Collected data
========================================
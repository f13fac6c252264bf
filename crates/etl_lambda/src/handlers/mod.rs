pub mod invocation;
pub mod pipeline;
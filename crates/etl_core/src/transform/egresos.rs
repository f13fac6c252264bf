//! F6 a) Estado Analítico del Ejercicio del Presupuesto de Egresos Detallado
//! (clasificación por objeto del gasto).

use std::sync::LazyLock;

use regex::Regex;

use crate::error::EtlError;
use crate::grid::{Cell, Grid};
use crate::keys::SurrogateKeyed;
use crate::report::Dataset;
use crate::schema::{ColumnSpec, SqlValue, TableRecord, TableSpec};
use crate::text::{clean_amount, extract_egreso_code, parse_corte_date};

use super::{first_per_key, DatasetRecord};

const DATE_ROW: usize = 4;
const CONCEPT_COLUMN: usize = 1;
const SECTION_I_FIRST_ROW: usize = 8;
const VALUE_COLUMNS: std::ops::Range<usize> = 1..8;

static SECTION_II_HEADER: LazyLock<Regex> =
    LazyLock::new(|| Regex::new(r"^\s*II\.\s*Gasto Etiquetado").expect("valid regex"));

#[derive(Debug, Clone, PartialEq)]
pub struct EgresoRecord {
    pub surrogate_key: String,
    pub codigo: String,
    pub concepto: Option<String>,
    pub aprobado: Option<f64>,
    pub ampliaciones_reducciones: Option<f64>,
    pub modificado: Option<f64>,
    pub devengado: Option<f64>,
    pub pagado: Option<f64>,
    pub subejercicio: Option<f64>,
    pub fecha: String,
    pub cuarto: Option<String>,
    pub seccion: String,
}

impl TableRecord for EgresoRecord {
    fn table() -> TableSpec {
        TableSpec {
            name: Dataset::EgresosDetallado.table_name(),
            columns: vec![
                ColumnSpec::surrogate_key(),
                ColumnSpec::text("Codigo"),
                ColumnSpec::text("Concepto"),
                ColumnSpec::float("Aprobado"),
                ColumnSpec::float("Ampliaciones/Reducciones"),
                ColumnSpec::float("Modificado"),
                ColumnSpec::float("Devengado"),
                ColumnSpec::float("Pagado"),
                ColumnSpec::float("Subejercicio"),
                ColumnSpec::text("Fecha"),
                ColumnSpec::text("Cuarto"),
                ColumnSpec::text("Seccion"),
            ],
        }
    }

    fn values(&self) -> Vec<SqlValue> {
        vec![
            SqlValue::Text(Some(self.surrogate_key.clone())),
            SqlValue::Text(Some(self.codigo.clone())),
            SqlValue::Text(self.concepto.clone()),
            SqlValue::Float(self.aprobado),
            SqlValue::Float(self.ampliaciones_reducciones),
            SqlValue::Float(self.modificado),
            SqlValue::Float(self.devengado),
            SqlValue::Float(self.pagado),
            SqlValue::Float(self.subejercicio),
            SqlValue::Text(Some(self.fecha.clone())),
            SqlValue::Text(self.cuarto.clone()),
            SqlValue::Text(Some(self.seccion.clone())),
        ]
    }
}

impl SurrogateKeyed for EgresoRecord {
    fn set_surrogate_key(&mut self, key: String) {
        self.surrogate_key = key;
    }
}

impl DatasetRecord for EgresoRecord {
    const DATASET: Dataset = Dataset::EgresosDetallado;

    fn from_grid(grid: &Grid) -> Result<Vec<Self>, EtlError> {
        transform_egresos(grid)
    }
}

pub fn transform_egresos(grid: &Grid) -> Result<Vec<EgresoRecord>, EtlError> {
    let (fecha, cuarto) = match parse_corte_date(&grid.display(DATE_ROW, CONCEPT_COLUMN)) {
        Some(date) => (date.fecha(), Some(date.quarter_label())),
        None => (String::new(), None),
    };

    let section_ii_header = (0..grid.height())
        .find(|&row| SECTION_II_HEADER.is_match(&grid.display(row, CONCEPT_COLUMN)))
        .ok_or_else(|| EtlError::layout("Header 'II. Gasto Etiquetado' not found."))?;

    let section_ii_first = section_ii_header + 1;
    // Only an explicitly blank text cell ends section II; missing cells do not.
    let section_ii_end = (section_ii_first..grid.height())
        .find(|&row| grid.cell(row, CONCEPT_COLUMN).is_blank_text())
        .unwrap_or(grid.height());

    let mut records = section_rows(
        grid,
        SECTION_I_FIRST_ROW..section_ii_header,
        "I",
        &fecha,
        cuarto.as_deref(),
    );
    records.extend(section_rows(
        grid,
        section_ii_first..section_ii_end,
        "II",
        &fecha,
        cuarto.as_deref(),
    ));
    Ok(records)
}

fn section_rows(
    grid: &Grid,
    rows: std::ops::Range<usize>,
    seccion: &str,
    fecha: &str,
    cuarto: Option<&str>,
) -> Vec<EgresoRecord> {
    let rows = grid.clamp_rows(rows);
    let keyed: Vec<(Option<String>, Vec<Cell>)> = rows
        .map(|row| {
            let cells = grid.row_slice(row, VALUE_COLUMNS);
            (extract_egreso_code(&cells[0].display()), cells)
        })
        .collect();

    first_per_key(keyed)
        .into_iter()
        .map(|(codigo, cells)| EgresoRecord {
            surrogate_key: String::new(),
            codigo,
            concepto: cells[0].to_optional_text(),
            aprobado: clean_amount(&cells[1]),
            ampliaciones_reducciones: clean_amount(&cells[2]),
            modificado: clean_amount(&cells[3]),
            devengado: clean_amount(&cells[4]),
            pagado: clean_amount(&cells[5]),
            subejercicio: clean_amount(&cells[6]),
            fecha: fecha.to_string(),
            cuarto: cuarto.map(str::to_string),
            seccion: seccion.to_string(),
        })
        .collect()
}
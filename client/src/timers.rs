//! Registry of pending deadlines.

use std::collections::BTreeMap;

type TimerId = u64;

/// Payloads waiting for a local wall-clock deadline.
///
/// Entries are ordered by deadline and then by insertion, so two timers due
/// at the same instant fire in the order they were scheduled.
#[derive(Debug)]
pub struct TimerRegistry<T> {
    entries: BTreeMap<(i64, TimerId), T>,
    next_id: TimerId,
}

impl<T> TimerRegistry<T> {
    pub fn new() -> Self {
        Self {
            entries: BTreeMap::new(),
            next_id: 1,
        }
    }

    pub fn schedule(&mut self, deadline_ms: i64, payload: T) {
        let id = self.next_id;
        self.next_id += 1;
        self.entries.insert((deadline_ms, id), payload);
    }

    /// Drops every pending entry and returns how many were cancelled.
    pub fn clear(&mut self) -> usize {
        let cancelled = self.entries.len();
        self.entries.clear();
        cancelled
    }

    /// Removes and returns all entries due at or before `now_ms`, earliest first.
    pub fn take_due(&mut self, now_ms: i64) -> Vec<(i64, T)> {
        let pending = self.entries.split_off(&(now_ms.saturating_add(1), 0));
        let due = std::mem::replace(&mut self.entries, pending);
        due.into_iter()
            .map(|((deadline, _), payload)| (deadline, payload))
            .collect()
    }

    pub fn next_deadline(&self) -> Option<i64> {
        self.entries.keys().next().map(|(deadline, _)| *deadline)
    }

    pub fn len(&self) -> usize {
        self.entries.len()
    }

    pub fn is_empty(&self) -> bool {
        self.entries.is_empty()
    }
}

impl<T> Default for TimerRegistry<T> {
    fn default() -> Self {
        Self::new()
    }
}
========================================
> WHAT IS REQUIRED
Wherever "were" occurs in the entries above, copy the line it sits on.

> RESPONSE TO THE TASK
/// at the same instant fire in the order they were scheduled.
    /// Drops every pending entry and returns how many were cancelled.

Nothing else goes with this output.